For this exercise, please reproduce the records below word for word, from the first line through the line with "let s = match".

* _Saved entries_
▼

//! Observed status and convergence conditions.

use std::collections::BTreeMap;
use std::fmt;

use serde::{Deserialize, Serialize};
use serde_json::Value;
use time::OffsetDateTime;

/// Condition type
#[derive(Debug, Clone, Copy, PartialEq, Eq, Serialize, Deserialize)]
pub enum ConditionType {
    /// The external artifact exists and is usable
    Ready,
    /// The external configuration matches the desired configuration
    Synced,
}

/// Machine-readable reason attached to a condition
#[derive(Debug, Clone, Copy, PartialEq, Eq, Serialize, Deserialize)]
pub enum ConditionReason {
    Available,
    Unavailable,
    Creating,
    Deleting,
    ReconcileSuccess,
    ReconcileError,
    /// A transient failure happened; the status value is the last confirmed one
    ReconcilePending,
}

impl fmt::Display for ConditionReason {
    fn fmt(&self, f: &mut fmt::Formatter<'_>) -> fmt::Result {
        let s = match self {
            ConditionReason::Available => "Available",
            ConditionReason::Unavailable => "Unavailable",
            ConditionReason::Creating => "Creating",
            ConditionReason::Deleting => "Deleting",
            ConditionReason::ReconcileSuccess => "ReconcileSuccess",
            ConditionReason::ReconcileError => "ReconcileError",
            ConditionReason::ReconcilePending => "ReconcilePending",
        };
        f.write_str(s)
    }
}

#[derive(Debug, Clone, PartialEq, Serialize, Deserialize)]
#[serde(rename_all = "camelCase")]
pub struct Condition {
    #[serde(rename = "type")]
    pub condition_type: ConditionType,
    pub status: bool,
    pub reason: ConditionReason,
    #[serde(default, skip_serializing_if = "Option::is_none")]
    pub message: Option<String>,
    #[serde(with = "time::serde::rfc3339")]
    pub last_transition_time: OffsetDateTime,
}

/// Secret bytes; never printed
#[derive(Clone, PartialEq, Eq, Default)]
pub struct SecretBytes(pub Vec<u8>);

impl SecretBytes {
    pub fn as_bytes(&self) -> &[u8] {
        &self.0
    }
}

impl From<&str> for SecretBytes {
    fn from(value: &str) -> Self {
        Self(value.as_bytes().to_vec())
    }
}

impl From<String> for SecretBytes {
    fn from(value: String) -> Self {
        Self(value.into_bytes())
    }
}

impl fmt::Debug for SecretBytes {
    fn fmt(&self, f: &mut fmt::Formatter<'_>) -> fmt::Result {
        write!(f, "SecretBytes(<{} bytes>)", self.0.len())
    }
}

/// Connection details produced when an external artifact is created
pub type ConnectionDetails = BTreeMap<String, SecretBytes>;

/// Last-known state of the external artifact plus convergence conditions
#[derive(Debug, Clone, Default, PartialEq, Serialize, Deserialize)]
#[serde(rename_all = "camelCase")]
pub struct ObservedStatus {
    #[serde(default)]
    pub external_exists: bool,

    /// Empty until the first successful Create
    #[serde(default, skip_serializing_if = "String::is_empty")]
    pub external_identity: String,

    /// Configuration as last read from the target system
    #[serde(default, skip_serializing_if = "Option::is_none")]
    pub last_configuration: Option<Value>,

    #[serde(default)]
    pub conditions: Vec<Condition>,

    #[serde(default)]
    pub observed_generation: u64,

    /// Consecutive transient failures since the last successful pass
    #[serde(default)]
    pub consecutive_failures: u32,

    /// Details last handed to the connection publisher; held in memory only
    #[serde(skip)]
    pub connection_details: ConnectionDetails,
}

impl ObservedStatus {
    pub fn condition(&self, condition_type: ConditionType) -> Option<&Condition> {
        self.conditions
            .iter()
            .find(|c| c.condition_type == condition_type)
    }

    pub fn is_ready(&self) -> bool {
        self.condition(ConditionType::Ready).is_some_and(|c| c.status)
    }

    pub fn is_synced(&self) -> bool {
        self.condition(ConditionType::Synced).is_some_and(|c| c.status)
    }

    /// Ready and Synced both true
    pub fn is_converged(&self) -> bool {
        self.is_ready() && self.is_synced()
    }

    /// Set a condition. The transition time only moves when the boolean value flips.
    pub fn set_condition(
        &mut self,
        condition_type: ConditionType,
        status: bool,
        reason: ConditionReason,
        message: Option<String>,
    ) {
        let now = OffsetDateTime::now_utc();
        match self
            .conditions
            .iter_mut()
            .find(|c| c.condition_type == condition_type)
        {
            Some(existing) => {
                if existing.status != status {
                    existing.last_transition_time = now;
                }
                existing.status = status;
                existing.reason = reason;
                existing.message = message;
            }
            None => self.conditions.push(Condition {
                condition_type,
                status,
                reason,
                message,
                last_transition_time: now,
            }),
        }
    }

    /// Keep the last confirmed value of a condition but flag it as pending with a cause
    pub fn mark_pending(&mut self, condition_type: ConditionType, message: impl Into<String>) {
        let status = self.condition(condition_type).is_some_and(|c| c.status);
        self.set_condition(
            condition_type,
            status,
            ConditionReason::ReconcilePending,
            Some(message.into()),
        );
    }

    pub fn set_available(&mut self) {
        self.set_condition(ConditionType::Ready, true, ConditionReason::Available, None);
    }

    pub fn set_unavailable(&mut self, reason: ConditionReason, message: impl Into<String>) {
        self.set_condition(ConditionType::Ready, false, reason, Some(message.into()));
    }

    pub fn set_synced(&mut self) {
        self.set_condition(
            ConditionType::Synced,
            true,
            ConditionReason::ReconcileSuccess,
            None,
        );
    }

    pub fn set_sync_error(&mut self, message: impl Into<String>) {
        self.set_condition(
            ConditionType::Synced,
            false,
            ConditionReason::ReconcileError,
            Some(message.into()),
        );
    }
}

#[cfg(test)]
mod tests {
    use super::*;

    #[test]
    fn test_conditions_default_to_false() {
        let status = ObservedStatus::default();
        assert!(!status.is_ready());
        assert!(!status.is_synced());
        assert!(!status.is_converged());
    }

    #[test]
    fn test_set_condition_updates_in_place() {
        let mut status = ObservedStatus::default();
        status.set_available();
        status.set_synced();
        assert!(status.is_converged());
        assert_eq!(status.conditions.len(), 2);

        status.set_sync_error("boom");
        assert_eq!(status.conditions.len(), 2);
        let synced = status.condition(ConditionType::Synced).unwrap();
        assert!(!synced.status);
        assert_eq!(synced.reason, ConditionReason::ReconcileError);
        assert_eq!(synced.message.as_deref(), Some("boom"));
    }

    #[test]
    fn test_transition_time_only_moves_on_flip() {
        let mut status = ObservedStatus::default();
        status.set_available();
        let first = status.condition(ConditionType::Ready).unwrap().last_transition_time;

        status.set_condition(ConditionType::Ready, true, ConditionReason::Available, None);
        let second = status.condition(ConditionType::Ready).unwrap().last_transition_time;
        assert_eq!(first, second);
    }

    #[test]
    fn test_mark_pending_keeps_value() {
        let mut status = ObservedStatus::default();
        status.set_available();
        status.mark_pending(ConditionType::Ready, "connection reset");

        let ready = status.condition(ConditionType::Ready).unwrap();
        assert!(ready.status);
        assert_eq!(ready.reason, ConditionReason::ReconcilePending);

        status.mark_pending(ConditionType::Synced, "connection reset");
        assert!(!status.is_synced());
    }

    #[test]
    fn test_secret_bytes_are_redacted() {
        let secret = SecretBytes::from("hunter2");
        assert_eq!(format!("{secret:?}"), "SecretBytes(<7 bytes>)");
    }

    #[test]
    fn test_connection_details_not_serialized() {
        let mut status = ObservedStatus::default();
        status
            .connection_details
            .insert("token".into(), SecretBytes::from("t"));
        let json = serde_json::to_value(&status).unwrap();
        assert!(json.get("connectionDetails").is_none());
    }
}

▲

* _ANSWER FOR THE TASK_
//! Observed status and convergence conditions.

use std::collections::BTreeMap;
use std::fmt;

use serde::{Deserialize, Serialize};
use serde_json::Value;
use time::OffsetDateTime;

/// Condition type
#[derive(Debug, Clone, Copy, PartialEq, Eq, Serialize, Deserialize)]
pub enum ConditionType {
    /// The external artifact exists and is usable
    Ready,
    /// The external configuration matches the desired configuration
    Synced,
}

/// Machine-readable reason attached to a condition
#[derive(Debug, Clone, Copy, PartialEq, Eq, Serialize, Deserialize)]
pub enum ConditionReason {
    Available,
    Unavailable,
    Creating,
    Deleting,
    ReconcileSuccess,
    ReconcileError,
    /// A transient failure happened; the status value is the last confirmed one
    ReconcilePending,
}

impl fmt::Display for ConditionReason {
    fn fmt(&self, f: &mut fmt::Formatter<'_>) -> fmt::Result {
        let s = match self {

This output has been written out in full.